Chiedo quindi cosa abbia spinto Gastone a una ricerca così duratura, a eseguire così tante registrazioni, con un lavoro spesso frustrante, e se dietro il furore giovanile ci fosse anche un’idea politica. Mi risponde che fu il grande impatto emotivo suscitato dalla voce di Giovanna Daffini, di quello spettacolo così dirompente, a far vibrare quel “filo rosso che lega le anime di ognuno” sulle note della musica popolare, “dove tu ti riconosci e dove tutti ci riconosciamo”. La musica popolare rivela la sua forza nella resistenza caparbia al tempo, al passare delle mode. È un terreno su cui tutti si sentono stabili, poiché affonda le radici nella profondità dell’anima di ognuno, quella stessa profondità dei portatori a cui il ricercatore può accedere, e che diventa fonte di reciproco arricchimento e gratificazione qualora si verifichi un vero incontro sullo stesso terreno. Più volte Gastone mi dice quanto sia meraviglioso sentire di avere dentro di sé una parte preziosa di ognuno dei suoi testimoni, e quanto sia emozionante farli rivivere sul palco ancora una volta, insieme a lui. Questo è ciò che lo spinge ancora oggi a cantare, a sentirsi vivo e a vivificare i portatori dei canti che ripropone: “se io non potessi cantare più, preferirei morire”.

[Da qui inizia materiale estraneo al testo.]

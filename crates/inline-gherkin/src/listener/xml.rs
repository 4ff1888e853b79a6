//! XML story reports.
//!
//! One document per story:
//!
//! ```text
//! <?xml version="1.0" encoding="UTF-8"?>
//! <story name="LoginStory" path="app/LoginStory">
//!     <inOrderTo>...</inOrderTo>
//!     <iWantTo>...</iWantTo>
//!     <asA>...</asA>
//!     <scenario title="...">
//!         <step name="..." type="Given" state="success">
//!             <table>
//!                 <row>
//!                     <entry name="header">value</entry>
//!                 </row>
//!             </table>
//!         </step>
//!     </scenario>
//! </story>
//! ```

use std::fmt::{self, Write};

use inline_gherkin_table::{Row, Table};

use super::report::{ReportFormat, ReportListener, ScenarioReport, StepReport, StoryReport};
use crate::error::ReportError;

const INDENT: &str = "    ";

/// Renders story reports as XML.
#[derive(Debug, Clone, Copy, Default)]
pub struct XmlFormat;

/// Writes one `<story name>.xml` report per finished story.
pub type XmlListener = ReportListener<XmlFormat>;

impl ReportFormat for XmlFormat {
    fn extension(&self) -> &'static str {
        "xml"
    }

    fn render(&self, story: &StoryReport) -> Result<String, ReportError> {
        let mut output = String::new();
        write(&mut output, story)?;
        Ok(output)
    }
}

/// Render a story report as an XML document.
///
/// # Errors
///
/// Returns an error if writing to `writer` fails.
pub(crate) fn write<W: Write>(writer: &mut W, story: &StoryReport) -> fmt::Result {
    writer.write_str("<?xml version=\"1.0\" encoding=\"UTF-8\"?>\n")?;
    writer.write_str("<story name=\"")?;
    write_escaped(writer, story.id().name())?;
    writer.write_str("\" path=\"")?;
    write_escaped(writer, story.id().path())?;
    writer.write_str("\">\n")?;
    if let Some(narrative) = story.narrative() {
        write_text_element(writer, 1, "inOrderTo", &narrative.in_order_to)?;
        write_text_element(writer, 1, "iWantTo", &narrative.i_want_to)?;
        write_text_element(writer, 1, "asA", &narrative.as_a)?;
    }
    for scenario in story.scenarios() {
        write_scenario(writer, scenario)?;
    }
    writer.write_str("</story>\n")
}

fn write_scenario<W: Write>(writer: &mut W, scenario: &ScenarioReport) -> fmt::Result {
    indent(writer, 1)?;
    writer.write_str("<scenario title=\"")?;
    write_escaped(writer, scenario.title())?;
    writer.write_str("\">\n")?;
    for step in scenario.steps() {
        write_step(writer, step)?;
    }
    if let Some(failure) = scenario.failure() {
        write_text_element(writer, 2, "failure", failure)?;
    }
    indent(writer, 1)?;
    writer.write_str("</scenario>\n")
}

fn write_step<W: Write>(writer: &mut W, step: &StepReport) -> fmt::Result {
    indent(writer, 2)?;
    writer.write_str("<step name=\"")?;
    write_escaped(writer, step.name())?;
    write!(
        writer,
        "\" type=\"{}\" state=\"{}\"",
        step.keyword(),
        step.state().as_str()
    )?;
    if step.table().is_none() && step.failure().is_none() {
        return writer.write_str(" />\n");
    }
    writer.write_str(">\n")?;
    if let Some(table) = step.table() {
        write_table(writer, table)?;
    }
    if let Some(failure) = step.failure() {
        write_text_element(writer, 3, "failure", failure)?;
    }
    indent(writer, 2)?;
    writer.write_str("</step>\n")
}

fn write_table<W: Write>(writer: &mut W, table: &Table<Row>) -> fmt::Result {
    indent(writer, 3)?;
    writer.write_str("<table>\n")?;
    for row in table {
        indent(writer, 4)?;
        writer.write_str("<row>\n")?;
        for (name, value) in row.iter() {
            indent(writer, 5)?;
            writer.write_str("<entry name=\"")?;
            write_escaped(writer, name)?;
            writer.write_str("\">")?;
            write_escaped(writer, value)?;
            writer.write_str("</entry>\n")?;
        }
        indent(writer, 4)?;
        writer.write_str("</row>\n")?;
    }
    indent(writer, 3)?;
    writer.write_str("</table>\n")
}

fn write_text_element<W: Write>(
    writer: &mut W,
    depth: usize,
    element: &str,
    text: &str,
) -> fmt::Result {
    indent(writer, depth)?;
    write!(writer, "<{element}>")?;
    write_escaped(writer, text)?;
    writeln!(writer, "</{element}>")
}

fn indent<W: Write>(writer: &mut W, depth: usize) -> fmt::Result {
    for _ in 0..depth {
        writer.write_str(INDENT)?;
    }
    Ok(())
}

fn write_escaped<W: Write>(writer: &mut W, value: &str) -> fmt::Result {
    const INVALID_REPLACEMENT: &str = "&#xFFFD;";
    for character in value.chars() {
        if !is_valid_xml_character(character) {
            writer.write_str(INVALID_REPLACEMENT)?;
            continue;
        }
        match character {
            '&' => writer.write_str("&amp;")?,
            '<' => writer.write_str("&lt;")?,
            '>' => writer.write_str("&gt;")?,
            '"' => writer.write_str("&quot;")?,
            '\'' => writer.write_str("&apos;")?,
            other => writer.write_char(other)?,
        }
    }
    Ok(())
}

fn is_valid_xml_character(character: char) -> bool {
    matches!(
        u32::from(character),
        0x09 | 0x0A | 0x0D | 0x20..=0xD7FF | 0xE000..=0xFFFD | 0x1_0000..=0x10_FFFF
    )
}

L’archivio sonoro e il suo destino
Tuttavia, molto del materiale raccolto con cura nel corso degli anni è rimasto inedito e talvolta non catalogato. Le prime ottanta bobine di interviste sono state digitalizzate e pubblicate online dall’editore romano Squi[libri], mentre purtroppo il resto dell’immane collezione di cassette registrate necessita di una digitalizzazione urgente, prima che il tempo renda i nastri delle cassette inutilizzabili per la loro inesorabile smagnetizzazione. “Non so nemmeno io quello che c’ho, insomma! Questo è un peccato, non lavori bene. Però io sono un fatalista… […] Io ho fatto il massimo delle cose che potevo fare, non posso fare di più”. Con l’avanzare dell’età viene a mancare il tempo necessario per dedicarsi ancora a un lavoro così oneroso: se ci fossero tuttavia delle persone disposte a farlo, sarebbe felice di mettere a disposizione il suo materiale, come già avvenuto in passato, in cui diciotto bobine di registrazioni “dimenticate” sulla vita delle filandare sono state ritrascritte da un gruppo di ricercatrici per la pubblicazione di un libro.
Parte del fatalismo deriva anche da un fallimentare tentativo di creare un Centro per le Tradizioni Popolari, in cui Gastone avrebbe avuto modo di formare una nuova generazione di giovani ricercatori, condividendo il suo materiale e le sue conoscenze, e dando vita a laboratori pratici per la trascrizione del materiale inedito e la moltiplicazione delle ricerche sul campo. “L’hanno fatto, si può dire, morire, perché senza mezzi, senza niente…”. La lentezza “criminale” della burocrazia e il disinteresse delle istituzioni ha fatto quindi naufragare il progetto, con il risultato di aver privato la collettività di un patrimonio ancora sconosciuto, nascosto dentro quelle centinaia di cassette che rimangono chiuse nei magazzini di un garage di Jesi, tutt’ora soggette all’ingiuria del tempo. “Perché io vedi: c’ho tutto, e non c’ho niente!”.